Lucy Quist, née Afriyie, (born  1974) is a Ghanaian-British business and technology executive. She is a managing director for Morgan Stanley

Early life and education 
Born in London to Ghanaian parents, Peter and Mary Afriyie, Lucy Quist spent her formative years in both Europe and Africa. She went to Wesley Girls' High School in Cape Coast and attended sixth-form college at the Presbyterian Boys' Senior High School. She went on to study at the University of East London, graduating with a first-class honours degree in Electrical and Electronic Engineering. She holds an MBA from INSEAD in France.

Career 
In her early working life, she was an Electrical and Electronic Engineer at Ford Motor Company, and attained her Chartered Engineer certification. She joined the Royal Bank of Scotland as a change manager before switching to the telecommunications industry in 2008 at Millicom International Cellular, working in business development, sales, distribution, and marketing. Lucy Quist was appointed Head of Strategy and  Planning at Vodafone's Ghanaian subsidiary. In addition, she oversaw the company's wholesale and enterprise businesses. She served as the CEO of Airtel Ghana. In her leadership role, she advocated for greater youth STEM participation in Ghana through her company's corporate social responsibility initiative. She founded Quist Blue Diamond. She also co-founded FreshPay payment platform in the Democratic Republic of Congo and the Executive Women Network.

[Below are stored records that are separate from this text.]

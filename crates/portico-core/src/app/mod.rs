//! Host application handle and windows

mod dialog;
mod events;
mod host;
mod info;
mod init;
mod instance;
mod opener;
mod paths;
mod window;

pub use dialog::{DialogProvider, LogDialog, MessageBoxKind, MessageBoxOptions, MessageBoxResult};
pub use events::AppEvent;
pub use host::{HostApp, HostAppBuilder, origin_of};
pub use info::AppInfo;
pub use init::{AppInitConfig, DEV_SERVER_URL_ENV, MODE_ENV, RendererSource, default_bundle};
pub use instance::{
    InstanceLock, LockOutcome, NoopInstanceLock, SecondInstanceReceiver, SocketInstanceLock,
};
pub use opener::{ExternalOpener, SystemOpener};
pub use paths::{AppPaths, USER_DATA_ENV};
pub use window::{PreloadScript, WebPreferences, Window, WindowContent, WindowOpenAction};
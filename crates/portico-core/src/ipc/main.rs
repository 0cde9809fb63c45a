//! Host-side handler registry

use std::collections::HashMap;
use std::future::Future;
use std::sync::{Arc, RwLock};

use futures_util::FutureExt;
use futures_util::future::BoxFuture;
use serde_json::Value;
use tokio::task::JoinHandle;
use tracing::{debug, warn};
use uuid::Uuid;

use super::renderer::{IpcReceiver, IpcRequest};
use crate::error::{Error, Result};

/// Metadata about the caller of a handler
#[derive(Debug, Clone, Copy, PartialEq, Eq)]
pub struct InvokeEvent {
    pub sender_id: Uuid,
    pub request_id: Uuid,
}

type Handler = Arc<dyn Fn(InvokeEvent, Vec<Value>) -> BoxFuture<'static, Result<Value>> + Send + Sync>;

/// Registry of channel handlers living in the host process
#[derive(Default)]
pub struct IpcMain {
    handlers: RwLock<HashMap<String, Handler>>,
}

impl std::fmt::Debug for IpcMain {
    fn fmt(&self, f: &mut std::fmt::Formatter<'_>) -> std::fmt::Result {
        f.debug_struct("IpcMain")
            .field("channels", &self.channels())
            .finish()
    }
}

impl IpcMain {
    pub fn new() -> Self {
        Self::default()
    }

    /// Register the handler for `channel`. Only one handler per channel is allowed.
    pub fn handle<F, Fut>(&self, channel: &str, handler: F) -> Result<()>
    where
        F: Fn(InvokeEvent, Vec<Value>) -> Fut + Send + Sync + 'static,
        Fut: Future<Output = Result<Value>> + Send + 'static,
    {
        let mut handlers = self
            .handlers
            .write()
            .map_err(|_| Error::Other("IPC handler registry poisoned".to_string()))?;

        if handlers.contains_key(channel) {
            return Err(Error::HandlerAlreadyRegistered(channel.to_string()));
        }

        let handler: Handler = Arc::new(move |event, args| handler(event, args).boxed());
        handlers.insert(channel.to_string(), handler);
        debug!(channel, "registered ipc handler");
        Ok(())
    }

    /// Remove the handler for `channel`, returning whether one existed
    pub fn remove_handler(&self, channel: &str) -> bool {
        match self.handlers.write() {
            Ok(mut handlers) => handlers.remove(channel).is_some(),
            Err(_) => false,
        }
    }

    /// Registered channel names, sorted
    pub fn channels(&self) -> Vec<String> {
        let mut names: Vec<String> = match self.handlers.read() {
            Ok(handlers) => handlers.keys().cloned().collect(),
            Err(_) => Vec::new(),
        };
        names.sort();
        names
    }

    /// Run the handler for `channel` in its own task and wait for the result.
    ///
    /// Handler failures, including panics, come back as [`Error::RemoteCall`]
    /// and never take down the host.
    pub async fn dispatch(&self, event: InvokeEvent, channel: &str, args: Vec<Value>) -> Result<Value> {
        let handler = {
            let handlers = self
                .handlers
                .read()
                .map_err(|_| Error::Other("IPC handler registry poisoned".to_string()))?;
            handlers
                .get(channel)
                .cloned()
                .ok_or_else(|| Error::NoHandler(channel.to_string()))?
        };

        let outcome = tokio::spawn(handler(event, args)).await;

        match outcome {
            Ok(Ok(value)) => Ok(value),
            Ok(Err(e)) => {
                warn!(channel, error = %e, "ipc handler failed");
                Err(Error::RemoteCall {
                    channel: channel.to_string(),
                    message: e.to_string(),
                })
            }
            Err(join) => {
                warn!(channel, error = %join, "ipc handler panicked");
                Err(Error::RemoteCall {
                    channel: channel.to_string(),
                    message: "handler panicked".to_string(),
                })
            }
        }
    }

    /// Service requests from one UI context until its transport closes
    pub fn serve(self: &Arc<Self>, mut receiver: IpcReceiver) -> JoinHandle<()> {
        let ipc = Arc::clone(self);
        tokio::spawn(async move {
            while let Some(request) = receiver.recv().await {
                let ipc = Arc::clone(&ipc);
                tokio::spawn(async move {
                    let IpcRequest {
                        id,
                        sender,
                        channel,
                        args,
                        reply,
                    } = request;
                    let event = InvokeEvent {
                        sender_id: sender,
                        request_id: id,
                    };
                    let outcome = ipc.dispatch(event, &channel, args).await;
                    let _ = reply.send(outcome);
                });
            }
            debug!("ipc transport closed");
        })
    }
}
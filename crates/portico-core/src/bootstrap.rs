//! Host bring-up: logger, startup modules, ready

use std::sync::Arc;

use tracing::{info, warn};

use crate::app::{AppInitConfig, HostApp};
use crate::config::Config;
use crate::error::Result;
use crate::logger::Logger;
use crate::modules::{
    ApplicationTerminatorOnLastWindowClose, AutoUpdater, BlockNotAllowedOrigins,
    ChromeDevToolsExtension, DevToolsExtension, ExternalUrls, HardwareAcceleration,
    HttpUpdateSource, SingleInstanceApp, WindowManager,
};
use crate::runner::{ModuleRunner, create_module_runner};

/// Register the built-in modules in their fixed order
pub fn build_runner(app: Arc<HostApp>, init: &AppInitConfig, config: &Config) -> ModuleRunner {
    let dev_origin = init.renderer.origin();
    let is_dev = dev_origin.is_some();

    let updater = match (&config.updates.feed_url, config.updates.enabled) {
        (Some(feed), true) => match HttpUpdateSource::parse(feed) {
            Ok(source) => AutoUpdater::new(Arc::new(source), config.updates.channel.clone()),
            Err(e) => {
                warn!(error = %e, "auto update disabled");
                AutoUpdater::disabled()
            }
        },
        _ => AutoUpdater::disabled(),
    };

    let extension = config
        .app
        .devtools_extension
        .as_deref()
        .and_then(|name| match name.parse::<DevToolsExtension>() {
            Ok(ext) => Some(ext),
            Err(e) => {
                warn!(error = %e, "skipping devtools extension");
                None
            }
        });

    let external = if is_dev {
        config.security.external_urls.clone()
    } else {
        Vec::new()
    };

    let runner = create_module_runner(app)
        .init(
            WindowManager::new(init.clone(), config.window.open_devtools)
                .with_size(config.window.width, config.window.height),
        )
        .init(SingleInstanceApp)
        .init(ApplicationTerminatorOnLastWindowClose)
        .init(HardwareAcceleration {
            enable: config.app.hardware_acceleration,
        })
        .init(updater);

    let runner = match extension {
        Some(extension) => runner.init(ChromeDevToolsExtension { extension }),
        None => runner,
    };

    runner
        .init(BlockNotAllowedOrigins::new(dev_origin))
        .init(ExternalUrls::new(external))
}

/// Bring up the host
///
/// Returns once every startup module has settled. The caller decides what
/// a failure means for the process.
pub async fn init_app(app: Arc<HostApp>, init: AppInitConfig, config: &Config) -> Result<Arc<Logger>> {
    let logger = Logger::initialize(&app).await;
    let runner = build_runner(Arc::clone(&app), &init, config);
    info!(modules = ?runner.module_names(), "startup modules registered");

    app.mark_ready();
    runner.await?;
    Ok(logger)
}

#[cfg(test)]
mod tests {
    use super::*;
    use crate::app::{AppPaths, InstanceLock, LockOutcome, PreloadScript, RendererSource};
    use url::Url;

    struct HeldElsewhere;

    impl InstanceLock for HeldElsewhere {
        fn acquire(&self, _argv: &[String]) -> Result<LockOutcome> {
            Ok(LockOutcome::Secondary)
        }
    }

    fn app(dir: &std::path::Path) -> Arc<HostApp> {
        HostApp::builder("bootstrap-test")
            .paths(AppPaths::under(dir))
            .build()
    }

    #[tokio::test]
    async fn test_module_order() {
        let dir = tempfile::tempdir().unwrap();
        let init = AppInitConfig {
            renderer: RendererSource::Bundle(dir.path().join("index.html")),
            preload: PreloadScript::Builtin,
        };
        let runner = build_runner(app(dir.path()), &init, &Config::default());
        assert_eq!(
            runner.module_names(),
            vec![
                "window-manager",
                "single-instance",
                "terminate-on-last-window-close",
                "hardware-acceleration",
                "auto-updater",
                "chrome-devtools-extension",
                "block-not-allowed-origins",
                "external-urls",
            ]
        );
    }

    #[tokio::test]
    async fn test_init_app_with_bundle() {
        let dir = tempfile::tempdir().unwrap();
        let index = dir.path().join("index.html");
        std::fs::write(&index, "<html></html>").unwrap();
        let app = app(dir.path());
        let init = AppInitConfig {
            renderer: RendererSource::Bundle(index),
            preload: PreloadScript::Builtin,
        };

        let logger = init_app(Arc::clone(&app), init, &Config::default()).await.unwrap();
        assert!(logger.log_file().exists());
        assert!(app.is_ready());
        assert!(!app.hardware_acceleration_enabled());
        assert_eq!(app.all_windows().len(), 1);
        assert_eq!(app.installed_extensions().len(), 1);

        // production: nothing is navigable or opened externally
        let docs = Url::parse("https://react.dev/").unwrap();
        assert!(!app.navigation_allowed(&docs));
    }

    #[tokio::test]
    async fn test_init_app_dev_server_policies() {
        let dir = tempfile::tempdir().unwrap();
        let app = app(dir.path());
        let init = AppInitConfig {
            renderer: RendererSource::DevServer(Url::parse("http://localhost:5173/").unwrap()),
            preload: PreloadScript::Builtin,
        };

        init_app(Arc::clone(&app), init, &Config::default()).await.unwrap();
        assert!(app.navigation_allowed(&Url::parse("http://localhost:5173/x").unwrap()));
        assert!(!app.navigation_allowed(&Url::parse("https://react.dev/").unwrap()));
    }

    #[tokio::test]
    async fn test_missing_bundle_is_reported() {
        let dir = tempfile::tempdir().unwrap();
        let app = app(dir.path());
        let init = AppInitConfig {
            renderer: RendererSource::Bundle(dir.path().join("missing.html")),
            preload: PreloadScript::Builtin,
        };

        let err = init_app(Arc::clone(&app), init, &Config::default())
            .await
            .unwrap_err();
        assert_eq!(err.code(), "E301");
        // later modules still ran
        assert!(!app.hardware_acceleration_enabled());
    }

    #[tokio::test]
    async fn test_secondary_instance_exits_without_ui() {
        let dir = tempfile::tempdir().unwrap();
        let index = dir.path().join("index.html");
        std::fs::write(&index, "<html></html>").unwrap();

        for bundle in [index, dir.path().join("missing.html")] {
            let app = HostApp::builder("bootstrap-test")
                .paths(AppPaths::under(dir.path()))
                .instance_lock(Arc::new(HeldElsewhere))
                .build();
            let init = AppInitConfig {
                renderer: RendererSource::Bundle(bundle),
                preload: PreloadScript::Builtin,
            };

            let err = init_app(Arc::clone(&app), init, &Config::default())
                .await
                .unwrap_err();
            assert_eq!(err.code(), "E400");
            assert!(app.is_quitting());
            assert!(app.all_windows().is_empty());
            assert!(app.installed_extensions().is_empty());
        }
    }
}
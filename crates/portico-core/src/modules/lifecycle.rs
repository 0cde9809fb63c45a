//! Small lifecycle switches

use std::sync::Arc;

use tokio::runtime::Handle;
use tokio::sync::broadcast::error::RecvError;
use tracing::info;

use crate::app::AppEvent;
use crate::error::Error;
use crate::runner::{Enablement, ModuleContext, StartupModule};

/// Quit when the last window closes
#[derive(Debug, Clone, Copy, Default)]
pub struct ApplicationTerminatorOnLastWindowClose;

impl StartupModule for ApplicationTerminatorOnLastWindowClose {
    fn name(&self) -> &str {
        "terminate-on-last-window-close"
    }

    fn enable(&self, ctx: &ModuleContext) -> Enablement {
        let app = Arc::clone(ctx.app());
        let mut events = app.subscribe();
        let quit = app.shutdown_token();

        let Ok(handle) = Handle::try_current() else {
            return Enablement::failed(Error::NoRuntime(self.name().to_string()));
        };
        handle.spawn(async move {
            loop {
                let event = tokio::select! {
                    _ = quit.cancelled() => break,
                    event = events.recv() => event,
                };
                match event {
                    Ok(AppEvent::WindowAllClosed) => {
                        info!("last window closed");
                        app.quit();
                        break;
                    }
                    Ok(_) | Err(RecvError::Lagged(_)) => {}
                    Err(RecvError::Closed) => break,
                }
            }
        });
        Enablement::done()
    }
}

/// GPU acceleration switch; only acts when `enable` is false
#[derive(Debug, Clone, Copy, Default)]
pub struct HardwareAcceleration {
    pub enable: bool,
}

impl StartupModule for HardwareAcceleration {
    fn name(&self) -> &str {
        "hardware-acceleration"
    }

    fn enable(&self, ctx: &ModuleContext) -> Enablement {
        if !self.enable {
            ctx.app().disable_hardware_acceleration();
        }
        Enablement::done()
    }
}

#[cfg(test)]
mod tests {
    use super::*;
    use crate::app::{AppPaths, HostApp, WebPreferences};
    use crate::runner::create_module_runner;
    use std::time::Duration;

    fn test_app() -> Arc<HostApp> {
        HostApp::builder("lifecycle-test")
            .paths(AppPaths::under(&std::env::temp_dir().join("portico-lifecycle-test")))
            .build()
    }

    #[tokio::test]
    async fn test_quits_after_last_window() {
        let app = test_app();
        create_module_runner(Arc::clone(&app))
            .init(ApplicationTerminatorOnLastWindowClose)
            .run()
            .await
            .unwrap();

        let window = app.create_window(WebPreferences::default());
        assert!(!app.is_quitting());
        app.close_window(window.id());

        tokio::time::timeout(Duration::from_secs(1), app.shutdown_token().cancelled())
            .await
            .unwrap();
    }

    #[tokio::test]
    async fn test_hardware_acceleration_switch() {
        let app = test_app();
        create_module_runner(Arc::clone(&app))
            .init(HardwareAcceleration { enable: true })
            .run()
            .await
            .unwrap();
        assert!(app.hardware_acceleration_enabled());

        let other = test_app();
        create_module_runner(Arc::clone(&other))
            .init(HardwareAcceleration { enable: false })
            .run()
            .await
            .unwrap();
        assert!(!other.hardware_acceleration_enabled());
    }
}
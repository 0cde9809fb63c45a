//! The application handle shared by every startup module

use std::collections::BTreeSet;
use std::sync::atomic::{AtomicBool, Ordering};
use std::sync::{Arc, Mutex, PoisonError, RwLock};

use tokio::runtime::Handle;
use tokio::sync::{broadcast, watch};
use tokio_util::sync::CancellationToken;
use tracing::{debug, info, warn};
use url::Url;
use uuid::Uuid;

use super::dialog::{DialogProvider, LogDialog, MessageBoxOptions, MessageBoxResult};
use super::events::AppEvent;
use super::instance::{InstanceLock, LockOutcome, NoopInstanceLock};
use super::opener::{ExternalOpener, SystemOpener};
use super::paths::AppPaths;
use super::window::{WebPreferences, Window, WindowOpenAction};
use crate::error::Result;
use crate::ipc::{self, IpcMain};

/// Capacity of the lifecycle event channel
const EVENT_CAPACITY: usize = 64;

/// Origin policies installed by the security modules. `None` means no
/// policy has been installed yet.
#[derive(Debug, Default)]
struct Policies {
    internal_origins: Option<BTreeSet<String>>,
    external_origins: Option<BTreeSet<String>>,
}

/// Host application handle
///
/// One per process. Owns lifecycle state, the window registry and the host
/// side of IPC.
pub struct HostApp {
    name: String,
    version: String,
    paths: AppPaths,
    ready: watch::Sender<bool>,
    quit: CancellationToken,
    events: broadcast::Sender<AppEvent>,
    windows: RwLock<Vec<Arc<Window>>>,
    ipc: Arc<IpcMain>,
    instance_lock: Arc<dyn InstanceLock>,
    has_instance_lock: AtomicBool,
    hardware_acceleration: AtomicBool,
    dialogs: Arc<dyn DialogProvider>,
    opener: Arc<dyn ExternalOpener>,
    policies: RwLock<Policies>,
    extensions: Mutex<Vec<String>>,
}

impl std::fmt::Debug for HostApp {
    fn fmt(&self, f: &mut std::fmt::Formatter<'_>) -> std::fmt::Result {
        f.debug_struct("HostApp")
            .field("name", &self.name)
            .field("version", &self.version)
            .field("ready", &self.is_ready())
            .field("quitting", &self.is_quitting())
            .field("windows", &self.all_windows().len())
            .finish()
    }
}

/// Builder for [`HostApp`]
pub struct HostAppBuilder {
    name: String,
    version: String,
    paths: Option<AppPaths>,
    instance_lock: Arc<dyn InstanceLock>,
    dialogs: Arc<dyn DialogProvider>,
    opener: Arc<dyn ExternalOpener>,
}

impl HostAppBuilder {
    pub fn version(mut self, version: impl Into<String>) -> Self {
        self.version = version.into();
        self
    }

    pub fn paths(mut self, paths: AppPaths) -> Self {
        self.paths = Some(paths);
        self
    }

    pub fn instance_lock(mut self, lock: Arc<dyn InstanceLock>) -> Self {
        self.instance_lock = lock;
        self
    }

    pub fn dialogs(mut self, dialogs: Arc<dyn DialogProvider>) -> Self {
        self.dialogs = dialogs;
        self
    }

    pub fn opener(mut self, opener: Arc<dyn ExternalOpener>) -> Self {
        self.opener = opener;
        self
    }

    pub fn build(self) -> Arc<HostApp> {
        let paths = self.paths.unwrap_or_else(|| AppPaths::resolve(&self.name));
        let (ready, _) = watch::channel(false);
        let (events, _) = broadcast::channel(EVENT_CAPACITY);

        Arc::new(HostApp {
            name: self.name,
            version: self.version,
            paths,
            ready,
            quit: CancellationToken::new(),
            events,
            windows: RwLock::new(Vec::new()),
            ipc: Arc::new(IpcMain::new()),
            instance_lock: self.instance_lock,
            has_instance_lock: AtomicBool::new(false),
            hardware_acceleration: AtomicBool::new(true),
            dialogs: self.dialogs,
            opener: self.opener,
            policies: RwLock::new(Policies::default()),
            extensions: Mutex::new(Vec::new()),
        })
    }
}

impl HostApp {
    pub fn builder(name: impl Into<String>) -> HostAppBuilder {
        HostAppBuilder {
            name: name.into(),
            version: env!("CARGO_PKG_VERSION").to_string(),
            paths: None,
            instance_lock: Arc::new(NoopInstanceLock),
            dialogs: Arc::new(LogDialog),
            opener: Arc::new(SystemOpener),
        }
    }

    pub fn name(&self) -> &str {
        &self.name
    }

    pub fn version(&self) -> &str {
        &self.version
    }

    pub fn paths(&self) -> &AppPaths {
        &self.paths
    }

    /// Host side of IPC
    pub fn ipc(&self) -> &Arc<IpcMain> {
        &self.ipc
    }

    // ---------------------------------------------------------------------
    // Lifecycle
    // ---------------------------------------------------------------------

    /// Resolves once [`HostApp::mark_ready`] has been called
    pub async fn when_ready(&self) {
        let mut rx = self.ready.subscribe();
        let _ = rx.wait_for(|ready| *ready).await;
    }

    pub fn is_ready(&self) -> bool {
        *self.ready.borrow()
    }

    /// Flip to ready and emit [`AppEvent::Ready`]. Later calls are no-ops.
    pub fn mark_ready(&self) {
        let changed = self.ready.send_if_modified(|ready| {
            let was = *ready;
            *ready = true;
            !was
        });
        if changed {
            info!(app = %self.name, "application ready");
            self.emit(AppEvent::Ready);
        }
    }

    /// Request shutdown. Emits [`AppEvent::WillQuit`] the first time.
    pub fn quit(&self) {
        if self.quit.is_cancelled() {
            return;
        }
        info!(app = %self.name, "quit requested");
        self.emit(AppEvent::WillQuit);
        self.quit.cancel();
        if self.has_instance_lock.swap(false, Ordering::SeqCst) {
            self.instance_lock.release();
        }
    }

    pub fn is_quitting(&self) -> bool {
        self.quit.is_cancelled()
    }

    /// Token cancelled when the application quits
    pub fn shutdown_token(&self) -> CancellationToken {
        self.quit.clone()
    }

    // ---------------------------------------------------------------------
    // Events
    // ---------------------------------------------------------------------

    pub fn subscribe(&self) -> broadcast::Receiver<AppEvent> {
        self.events.subscribe()
    }

    pub fn emit(&self, event: AppEvent) {
        debug!(event = event.name(), "emit");
        // No subscribers is fine
        let _ = self.events.send(event);
    }

    // ---------------------------------------------------------------------
    // Single instance
    // ---------------------------------------------------------------------

    /// Try to become the primary instance
    ///
    /// Returns `false` when another process holds the lock; that process has
    /// already been sent this process's arguments. Lock failures other than
    /// contention are logged and treated as acquired.
    pub fn request_single_instance_lock(&self) -> bool {
        if self.has_instance_lock.load(Ordering::SeqCst) {
            return true;
        }

        let argv: Vec<String> = std::env::args().collect();
        match self.instance_lock.acquire(&argv) {
            Ok(LockOutcome::Primary(mut rx)) => {
                self.has_instance_lock.store(true, Ordering::SeqCst);
                if let Ok(handle) = Handle::try_current() {
                    let events = self.events.clone();
                    let quit = self.quit.clone();
                    handle.spawn(async move {
                        loop {
                            tokio::select! {
                                _ = quit.cancelled() => break,
                                argv = rx.recv() => match argv {
                                    Some(argv) => {
                                        let _ = events.send(AppEvent::SecondInstance { argv });
                                    }
                                    None => break,
                                },
                            }
                        }
                    });
                }
                true
            }
            Ok(LockOutcome::Secondary) => false,
            Err(e) => {
                warn!(error = %e, "single-instance lock unavailable; continuing");
                true
            }
        }
    }

    pub fn has_single_instance_lock(&self) -> bool {
        self.has_instance_lock.load(Ordering::SeqCst)
    }

    // ---------------------------------------------------------------------
    // Windows
    // ---------------------------------------------------------------------

    /// Live windows in creation order
    pub fn all_windows(&self) -> Vec<Arc<Window>> {
        self.windows
            .read()
            .unwrap_or_else(PoisonError::into_inner)
            .clone()
    }

    pub fn window(&self, id: Uuid) -> Option<Arc<Window>> {
        self.all_windows().into_iter().find(|w| w.id() == id)
    }

    /// Create a hidden window and start serving its IPC requests
    pub fn create_window(self: &Arc<Self>, preferences: WebPreferences) -> Arc<Window> {
        let id = Uuid::new_v4();
        let (renderer, receiver) = ipc::channel(id);
        if Handle::try_current().is_ok() {
            self.ipc.serve(receiver);
        } else {
            warn!(window = %id, "no runtime; window IPC will not be served");
        }

        let window = Arc::new(Window::new(id, preferences, renderer, Arc::downgrade(self)));
        self.windows
            .write()
            .unwrap_or_else(PoisonError::into_inner)
            .push(Arc::clone(&window));

        debug!(window = %id, "window created");
        self.emit(AppEvent::WindowCreated { id });
        window
    }

    /// Destroy a window. Emits [`AppEvent::WindowAllClosed`] when it was the last.
    pub fn close_window(&self, id: Uuid) -> bool {
        let (removed, remaining) = {
            let mut windows = self.windows.write().unwrap_or_else(PoisonError::into_inner);
            let before = windows.len();
            windows.retain(|w| {
                if w.id() == id {
                    w.destroy();
                    false
                } else {
                    true
                }
            });
            (before != windows.len(), windows.len())
        };

        if removed {
            debug!(window = %id, remaining, "window closed");
            if remaining == 0 {
                self.emit(AppEvent::WindowAllClosed);
            }
        }
        removed
    }

    // ---------------------------------------------------------------------
    // Switches
    // ---------------------------------------------------------------------

    /// Disable GPU acceleration. Only honoured before the app is ready.
    pub fn disable_hardware_acceleration(&self) {
        if self.is_ready() {
            warn!("hardware acceleration can only be disabled before ready; ignoring");
            return;
        }
        self.hardware_acceleration.store(false, Ordering::SeqCst);
        info!("hardware acceleration disabled");
    }

    pub fn hardware_acceleration_enabled(&self) -> bool {
        self.hardware_acceleration.load(Ordering::SeqCst)
    }

    /// Record a devtools extension as installed
    pub fn install_extension(&self, name: &str) {
        let mut extensions = self.extensions.lock().unwrap_or_else(PoisonError::into_inner);
        if !extensions.iter().any(|e| e == name) {
            extensions.push(name.to_string());
            info!(extension = name, "devtools extension installed");
        }
    }

    pub fn installed_extensions(&self) -> Vec<String> {
        self.extensions
            .lock()
            .unwrap_or_else(PoisonError::into_inner)
            .clone()
    }

    // ---------------------------------------------------------------------
    // Dialogs and external URLs
    // ---------------------------------------------------------------------

    pub async fn show_message_box(&self, options: MessageBoxOptions) -> Result<MessageBoxResult> {
        self.dialogs.show_message_box(options).await
    }

    pub fn open_external(&self, url: &Url) -> Result<()> {
        self.opener.open(url)
    }

    // ---------------------------------------------------------------------
    // Origin policies
    // ---------------------------------------------------------------------

    /// Only these origins may be navigated to inside a window
    pub fn set_allowed_origins(&self, origins: BTreeSet<String>) {
        self.policies
            .write()
            .unwrap_or_else(PoisonError::into_inner)
            .internal_origins = Some(origins);
    }

    /// URLs with these origins are opened externally on window-open requests
    pub fn set_external_url_allow_list(&self, origins: BTreeSet<String>) {
        self.policies
            .write()
            .unwrap_or_else(PoisonError::into_inner)
            .external_origins = Some(origins);
    }

    pub fn navigation_allowed(&self, url: &Url) -> bool {
        let policies = self.policies.read().unwrap_or_else(PoisonError::into_inner);
        match &policies.internal_origins {
            Some(allowed) => allowed.contains(&origin_of(url)),
            None => true,
        }
    }

    /// Decide a window-open request. New windows are never created.
    pub fn handle_window_open(&self, url: &Url) -> Result<WindowOpenAction> {
        let allowed = {
            let policies = self.policies.read().unwrap_or_else(PoisonError::into_inner);
            policies
                .external_origins
                .as_ref()
                .is_some_and(|allowed| allowed.contains(&origin_of(url)))
        };

        if !allowed {
            warn!(url = %url, "blocked window-open request");
            return Ok(WindowOpenAction::Denied);
        }
        self.open_external(url)?;
        Ok(WindowOpenAction::OpenedExternally)
    }
}

/// ASCII serialization of a URL's origin, e.g. `https://react.dev`
pub fn origin_of(url: &Url) -> String {
    url.origin().ascii_serialization()
}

In September 2018, she was appointed by FIFA as their Vice President of the Normalization Committee to restructure football in Ghana. She is currently a Managing Director at Morgan Stanley in its London office. She has also been engaged on the public speaking circuit at events such as the Mobile World Congress, Hogan Lovells African Forum 2017, Pan African Women Forum, TEDxEuston, Wharton Africa Business Forum, the Sanford C. Bernstein Center for Leadership and Ethics Conference at Columbia Business School and the African Development Investment Convention.

Boards and directorships 
Quist serves on several international and local boards of organisations including the:

 International Board for African Institute for Mathematical Sciences (AIMS)
 Chair, Petra (Pension) Trust Company Ltd.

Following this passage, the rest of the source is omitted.